Francis Bingham Mildmay, 1st Baron Mildmay of Flete, TD, DL (26 April 1861 – 8 February 1947) was initially a Liberal and later a Conservative politician who sat in the House of Commons from 1885 until 1922 when he was raised to the peerage.

Mildmay was the son of Henry Bingham Mildmay and his wife, Georgiana Frances (née Bulteel). He was educated at Eton and Trinity College, Cambridge. He became a partner in the firm of Baring Brothers.

At the 1885 general election, Mildmay was elected Liberal Member of Parliament (MP) for the Totnes division of Devon. He was one of the Liberal Unionists who combined to oppose the Home Rule Bill in 1885, and was returned in subsequent parliaments as a Liberal Unionist, and from 1912 as a Conservative. He held the seat for 37 years until he retired from the Commons at the 1922 general election and was ennobled.

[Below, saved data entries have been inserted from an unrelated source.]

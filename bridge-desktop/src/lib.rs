//! # Desktop Bridge Implementations
//!
//! Default implementations of bridge traits for desktop and server hosts
//! (macOS, Windows, Linux).
//!
//! ## Overview
//!
//! - `HttpClient` using `reqwest` (rustls, retry with backoff, streaming bodies)
//! - `FileSystemAccess` using `tokio::fs`
//! - `Transcoder` using the `ffmpeg` executable via `tokio::process`
//!
//! ## Usage
//!
//! ```ignore
//! use bridge_desktop::{FfmpegTranscoder, ReqwestHttpClient, TokioFileSystem};
//!
//! #[tokio::main]
//! async fn main() -> anyhow::Result<()> {
//!     let http_client = ReqwestHttpClient::new()?;
//!     let fs = TokioFileSystem::new();
//!     let transcoder = FfmpegTranscoder::new();
//!     transcoder.check_available().await?;
//!     Ok(())
//! }
//! ```

mod filesystem;
mod http;
mod transcoder;

pub use filesystem::TokioFileSystem;
pub use http::ReqwestHttpClient;
pub use transcoder::FfmpegTranscoder;
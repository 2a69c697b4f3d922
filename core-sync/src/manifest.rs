//! # Manifest Writer
//!
//! Builds the `videos.json` document read by the gallery front end and
//! publishes it with a whole-file replace.

use crate::error::{Result, SyncError};
use bridge_traits::storage::FileSystemAccess;
use bytes::Bytes;
use chrono::{DateTime, Utc};
use core_runtime::config::PreviewFlavor;
use serde::{Deserialize, Serialize};
use std::cmp::Ordering;
use std::path::Path;
use tracing::{info, instrument};

/// `sourceId` of records built from local files in demo mode.
pub const DEMO_SOURCE_ID: &str = "demo";

/// Human readable title from a file stem.
///
/// Dashes and underscores become spaces and the first letter of every word is
/// upper-cased: `beach-day_2` becomes `Beach Day 2`.
pub fn generate_title(stem: &str) -> String {
    let mut title = String::with_capacity(stem.len());
    let mut prev_is_word = false;

    for c in stem.chars() {
        let c = if c == '-' || c == '_' { ' ' } else { c };
        let is_word = c.is_ascii_alphanumeric();
        if is_word && !prev_is_word {
            title.push(c.to_ascii_uppercase());
        } else {
            title.push(c);
        }
        prev_is_word = is_word;
    }

    title.trim().to_string()
}

/// Percent-encoded URL of `name` under the `/<prefix>/` path.
pub fn url_for(prefix: &str, name: &str) -> String {
    format!("/{}/{}", prefix, urlencoding::encode(name))
}

fn compare_titles(a: &str, b: &str) -> Ordering {
    a.to_lowercase()
        .cmp(&b.to_lowercase())
        .then_with(|| a.cmp(b))
}

/// One published video.
#[derive(Debug, Clone, PartialEq, Eq, Serialize, Deserialize)]
#[serde(rename_all = "camelCase")]
pub struct ManifestRecord {
    pub name: String,
    pub title: String,
    pub video_url: String,
    #[serde(default, skip_serializing_if = "Option::is_none")]
    pub preview_url: Option<String>,
    #[serde(default, skip_serializing_if = "Option::is_none")]
    pub thumb_url: Option<String>,
    pub download_url: String,
    pub size_bytes: u64,
    pub last_modified: DateTime<Utc>,
    pub source_id: String,
}

impl ManifestRecord {
    /// Record for a video whose derived asset is `derived_name`.
    pub fn new(
        name: &str,
        derived_name: &str,
        flavor: PreviewFlavor,
        size_bytes: u64,
        last_modified: DateTime<Utc>,
        source_id: impl Into<String>,
    ) -> Self {
        let stem = Path::new(name)
            .file_stem()
            .and_then(|s| s.to_str())
            .unwrap_or(name);
        let video_url = url_for("videos", name);

        let (preview_url, thumb_url) = match flavor {
            PreviewFlavor::Clip => (Some(url_for("previews", derived_name)), None),
            PreviewFlavor::Thumbnail => (None, Some(url_for("thumbs", derived_name))),
        };

        Self {
            name: name.to_string(),
            title: generate_title(stem),
            download_url: video_url.clone(),
            video_url,
            preview_url,
            thumb_url,
            size_bytes,
            last_modified,
            source_id: source_id.into(),
        }
    }

    /// File name of the preview this record links to.
    pub fn derived_name(&self) -> Option<String> {
        let url = self.thumb_url.as_deref().or(self.preview_url.as_deref())?;
        let encoded = url.rsplit('/').next()?;
        urlencoding::decode(encoded).ok().map(|name| name.into_owned())
    }
}

/// The published document.
#[derive(Debug, Clone, PartialEq, Eq, Serialize, Deserialize)]
#[serde(rename_all = "camelCase")]
pub struct Manifest {
    pub generated_at: DateTime<Utc>,
    pub count: usize,
    pub videos: Vec<ManifestRecord>,
    #[serde(default, skip_serializing_if = "Option::is_none")]
    pub demo: Option<bool>,
}

impl Manifest {
    /// Sort `videos` by title, then file name, and fill in `count`.
    ///
    /// The order is independent of the order records arrive in.
    pub fn new(mut videos: Vec<ManifestRecord>, generated_at: DateTime<Utc>, demo: bool) -> Self {
        videos.sort_by(|a, b| {
            compare_titles(&a.title, &b.title).then_with(|| a.name.cmp(&b.name))
        });

        Self {
            generated_at,
            count: videos.len(),
            videos,
            demo: demo.then_some(true),
        }
    }

    pub fn is_demo(&self) -> bool {
        self.demo.unwrap_or(false)
    }

    pub fn contains(&self, name: &str) -> bool {
        self.videos.iter().any(|record| record.name == name)
    }

    /// Publish to `path` through a sibling temp file.
    #[instrument(skip(self, fs), fields(count = self.count))]
    pub async fn write(&self, fs: &dyn FileSystemAccess, path: &Path) -> Result<()> {
        let mut json = serde_json::to_vec_pretty(self)
            .map_err(|e| SyncError::ManifestWrite(e.to_string()))?;
        json.push(b'\n');

        let mut tmp = path.as_os_str().to_owned();
        tmp.push(".tmp");
        let tmp = Path::new(&tmp);

        fs.write_file(tmp, Bytes::from(json))
            .await
            .map_err(|e| SyncError::ManifestWrite(e.to_string()))?;

        if let Err(e) = fs.rename(tmp, path).await {
            fs.delete_file(tmp).await.ok();
            return Err(SyncError::ManifestWrite(e.to_string()));
        }

        info!(path = %path.display(), "Manifest published");
        Ok(())
    }

    /// Read a previously published manifest, `None` when there is none yet.
    pub async fn load(fs: &dyn FileSystemAccess, path: &Path) -> Result<Option<Self>> {
        let data = match fs.read_file(path).await {
            Ok(data) => data,
            Err(e) if e.is_not_found() => return Ok(None),
            Err(e) => return Err(SyncError::Storage(e.to_string())),
        };

        serde_json::from_slice(&data)
            .map(Some)
            .map_err(|e| SyncError::Storage(format!("{} is not a manifest: {}", path.display(), e)))
    }
}

#[cfg(test)]
mod tests {
    use super::*;
    use chrono::TimeZone;

    fn at(day: u32) -> DateTime<Utc> {
        Utc.with_ymd_and_hms(2024, 1, day, 0, 0, 0).unwrap()
    }

    #[test]
    fn test_generate_title() {
        assert_eq!(generate_title("beach-day_2"), "Beach Day 2");
        assert_eq!(generate_title("a"), "A");
        assert_eq!(generate_title("already Title"), "Already Title");
        assert_eq!(generate_title("_leading-"), "Leading");
        assert_eq!(generate_title("x2y"), "X2y");
    }

    #[test]
    fn test_url_for_encodes_segment() {
        assert_eq!(url_for("videos", "a.mp4"), "/videos/a.mp4");
        assert_eq!(url_for("thumbs", "beach day.mp4.webp"), "/thumbs/beach%20day.mp4.webp");
        assert_eq!(url_for("videos", "50%#1.mp4"), "/videos/50%25%231.mp4");
    }

    #[test]
    fn test_record_for_thumbnail_flavor() {
        let record = ManifestRecord::new(
            "beach_day.mp4",
            "beach_day.mp4.webp",
            PreviewFlavor::Thumbnail,
            42,
            at(2),
            "file-1",
        );

        assert_eq!(record.title, "Beach Day");
        assert_eq!(record.video_url, "/videos/beach_day.mp4");
        assert_eq!(record.download_url, record.video_url);
        assert_eq!(record.thumb_url.as_deref(), Some("/thumbs/beach_day.mp4.webp"));
        assert_eq!(record.preview_url, None);

        let json = serde_json::to_value(&record).unwrap();
        assert_eq!(json["sizeBytes"], 42);
        assert_eq!(json["sourceId"], "file-1");
        assert!(json.get("previewUrl").is_none());
    }

    #[test]
    fn test_record_for_clip_flavor() {
        let record = ManifestRecord::new(
            "b.mov",
            "preview_b.mov",
            PreviewFlavor::Clip,
            1,
            at(1),
            "file-2",
        );
        assert_eq!(record.preview_url.as_deref(), Some("/previews/preview_b.mov"));
        assert_eq!(record.thumb_url, None);
        assert_eq!(record.derived_name().as_deref(), Some("preview_b.mov"));
    }

    #[test]
    fn test_derived_name_decodes_url() {
        let record = ManifestRecord::new(
            "50% off.mp4",
            "50% off.mp4.webp",
            PreviewFlavor::Thumbnail,
            1,
            at(1),
            "file-3",
        );
        assert_eq!(record.derived_name().as_deref(), Some("50% off.mp4.webp"));
    }

    #[test]
    fn test_manifest_sorted_by_title() {
        let records = vec![
            ManifestRecord::new("b.mov", "b.mov.webp", PreviewFlavor::Thumbnail, 1, at(1), "2"),
            ManifestRecord::new("Zed.mp4", "Zed.mp4.webp", PreviewFlavor::Thumbnail, 1, at(1), "3"),
            ManifestRecord::new("a.mp4", "a.mp4.webp", PreviewFlavor::Thumbnail, 1, at(2), "1"),
        ];

        let manifest = Manifest::new(records, at(3), false);
        let titles: Vec<_> = manifest.videos.iter().map(|r| r.title.as_str()).collect();
        assert_eq!(titles, vec!["A", "B", "Zed"]);
        assert_eq!(manifest.count, 3);
        assert!(!manifest.is_demo());

        let json = serde_json::to_value(&manifest).unwrap();
        assert!(json.get("demo").is_none());
        assert_eq!(json["generatedAt"], "2024-01-03T00:00:00Z");
    }

    #[test]
    fn test_title_order_is_case_insensitive_with_stable_tiebreak() {
        assert_eq!(compare_titles("apple", "Banana"), Ordering::Less);
        assert_eq!(compare_titles("A", "a"), Ordering::Less);
        assert_eq!(compare_titles("a", "a"), Ordering::Equal);
    }

    #[test]
    fn test_equal_titles_ordered_by_name() {
        let record = |name: &str| {
            let derived = format!("{}.webp", name);
            ManifestRecord::new(name, &derived, PreviewFlavor::Thumbnail, 1, at(1), name)
        };

        let forward = Manifest::new(vec![record("a.mp4"), record("a.mov")], at(3), false);
        let reverse = Manifest::new(vec![record("a.mov"), record("a.mp4")], at(3), false);

        let names: Vec<_> = forward.videos.iter().map(|r| r.name.as_str()).collect();
        assert_eq!(names, vec!["a.mov", "a.mp4"]);
        assert_eq!(
            serde_json::to_string(&forward).unwrap(),
            serde_json::to_string(&reverse).unwrap()
        );
    }

    #[test]
    fn test_demo_manifest_flag() {
        let manifest = Manifest::new(Vec::new(), at(1), true);
        assert!(manifest.is_demo());
        assert_eq!(manifest.count, 0);

        let json = serde_json::to_value(&manifest).unwrap();
        assert_eq!(json["demo"], true);
        assert_eq!(json["videos"], serde_json::json!([]));
    }
}
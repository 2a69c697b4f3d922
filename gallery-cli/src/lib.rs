//! Shared start-up for the `sync` and `auto-sync` binaries.
//!
//! Start-up order: `.env` file, logging, configuration, ffmpeg probe, remote
//! provider. Only the first four can fail; a remote that cannot be set up
//! leaves the pipeline in demo mode.

use anyhow::{Context, Result};
use bridge_desktop::{FfmpegTranscoder, ReqwestHttpClient, TokioFileSystem};
use bridge_traits::{HttpClient, StorageProvider, Transcoder};
use core_auth::token_provider_for;
use core_runtime::config::GalleryConfig;
use core_runtime::events::EventBus;
use core_runtime::logging::{init_logging, LogFormat, LoggingConfig};
use core_sync::{SyncError, SyncPipeline};
use provider_google_drive::GoogleDriveConnector;
use std::sync::Arc;
use tokio_util::sync::CancellationToken;
use tracing::{info, warn};

/// Environment variable selecting `pretty`, `json` or `compact` log output.
pub const LOG_FORMAT_VAR: &str = "GALLERY_LOG_FORMAT";

/// Load `.env` and install the tracing subscriber.
pub fn init() -> Result<()> {
    let dotenv = dotenvy::dotenv();

    let (format, format_error) = match std::env::var(LOG_FORMAT_VAR) {
        Ok(value) => match value.parse::<LogFormat>() {
            Ok(format) => (format, None),
            Err(e) => (LogFormat::default(), Some(e)),
        },
        Err(_) => (LogFormat::default(), None),
    };

    init_logging(LoggingConfig::default().with_format(format))
        .context("failed to initialise logging")?;

    match dotenv {
        Ok(path) => info!(path = %path.display(), "Loaded environment file"),
        Err(e) if e.not_found() => {}
        Err(e) => warn!("Ignoring .env file: {}", e),
    }
    if let Some(e) = format_error {
        warn!("Using default log format: {}", e);
    }

    Ok(())
}

/// Build a pipeline from the environment.
///
/// # Errors
///
/// Invalid configuration or a missing ffmpeg executable. Both are fatal.
pub async fn bootstrap(event_bus: Arc<EventBus>) -> Result<SyncPipeline> {
    let config = GalleryConfig::from_env().context("invalid configuration")?;
    info!(
        root = %config.root_dir.display(),
        preview = config.preview_flavor.as_str(),
        concurrency = config.max_concurrency,
        "Configuration loaded"
    );

    let transcoder = Arc::new(FfmpegTranscoder::with_program(&config.ffmpeg_path));
    transcoder.check_available().await.map_err(|e| {
        SyncError::Config(format!(
            "{} cannot be run: {}",
            config.ffmpeg_path.display(),
            e
        ))
    })?;

    let provider = remote_provider(&config).await;
    let pipeline = SyncPipeline::new(
        config,
        Arc::new(TokioFileSystem::new()),
        transcoder,
        event_bus,
    );

    Ok(match provider {
        Some(provider) => pipeline.with_provider(provider),
        None => pipeline,
    })
}

/// Google Drive connector for the configured credentials, if usable.
async fn remote_provider(config: &GalleryConfig) -> Option<Arc<dyn StorageProvider>> {
    if !config.remote_configured() {
        info!("Google Drive folder or credentials not configured, running in demo mode");
        return None;
    }

    let http: Arc<dyn HttpClient> = match ReqwestHttpClient::new() {
        Ok(client) => Arc::new(client),
        Err(e) => {
            warn!("HTTP client unavailable, running in demo mode: {}", e);
            return None;
        }
    };

    match token_provider_for(&config.credentials, Arc::clone(&http)).await {
        Ok(Some(tokens)) => Some(Arc::new(GoogleDriveConnector::new(http, tokens))),
        Ok(None) => None,
        Err(e) => {
            warn!("Credentials unusable, running in demo mode: {}", e);
            None
        }
    }
}

/// Cancel `token` on Ctrl-C, or SIGTERM on Unix.
pub fn cancel_on_shutdown(token: CancellationToken) {
    tokio::spawn(async move {
        shutdown_signal().await;
        info!("Shutdown requested, finishing current run");
        token.cancel();
    });
}

async fn shutdown_signal() {
    let ctrl_c = async {
        if let Err(e) = tokio::signal::ctrl_c().await {
            warn!("Cannot listen for Ctrl-C: {}", e);
            std::future::pending::<()>().await;
        }
    };

    #[cfg(unix)]
    let terminate = async {
        match tokio::signal::unix::signal(tokio::signal::unix::SignalKind::terminate()) {
            Ok(mut signal) => {
                signal.recv().await;
            }
            Err(e) => {
                warn!("Cannot listen for SIGTERM: {}", e);
                std::future::pending::<()>().await;
            }
        }
    };

    #[cfg(not(unix))]
    let terminate = std::future::pending::<()>();

    tokio::select! {
        _ = ctrl_c => {}
        _ = terminate => {}
    }
}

Mildmay held a commission in the West Kent Yeomanry (Queen's Own), a cavalry Yeomanry regiment, where he was first lieutenant, promoted to captain on 17 May 1893, and to major on 20 March 1901. He saw active service in the Second Boer War when he volunteered for the Imperial Yeomanry, where he was appointed a lieutenant in the 11th battalion on 10 February 1900, leaving Liverpool for South Africa on the SS Cymric in March 1900. After the war had ended, he returned to a commission in the West Kent Yeomanry in August 1902. He later served in World War I between 1914 and 1918. At one stage he was divisional interpreter of Lieutenant-General Sir Thomas D'Oyly Snow, who referred to him with affection and some wonderment at his tireless work and bravery in doing his duty at the Second Battle of Ypres. Mildmay was often found to be carrying messages across the battlefield. Snow described him as a colourful and brave chap and recommended him for a decoration more than once though he never got one apart from the Territorial Decoration (TD).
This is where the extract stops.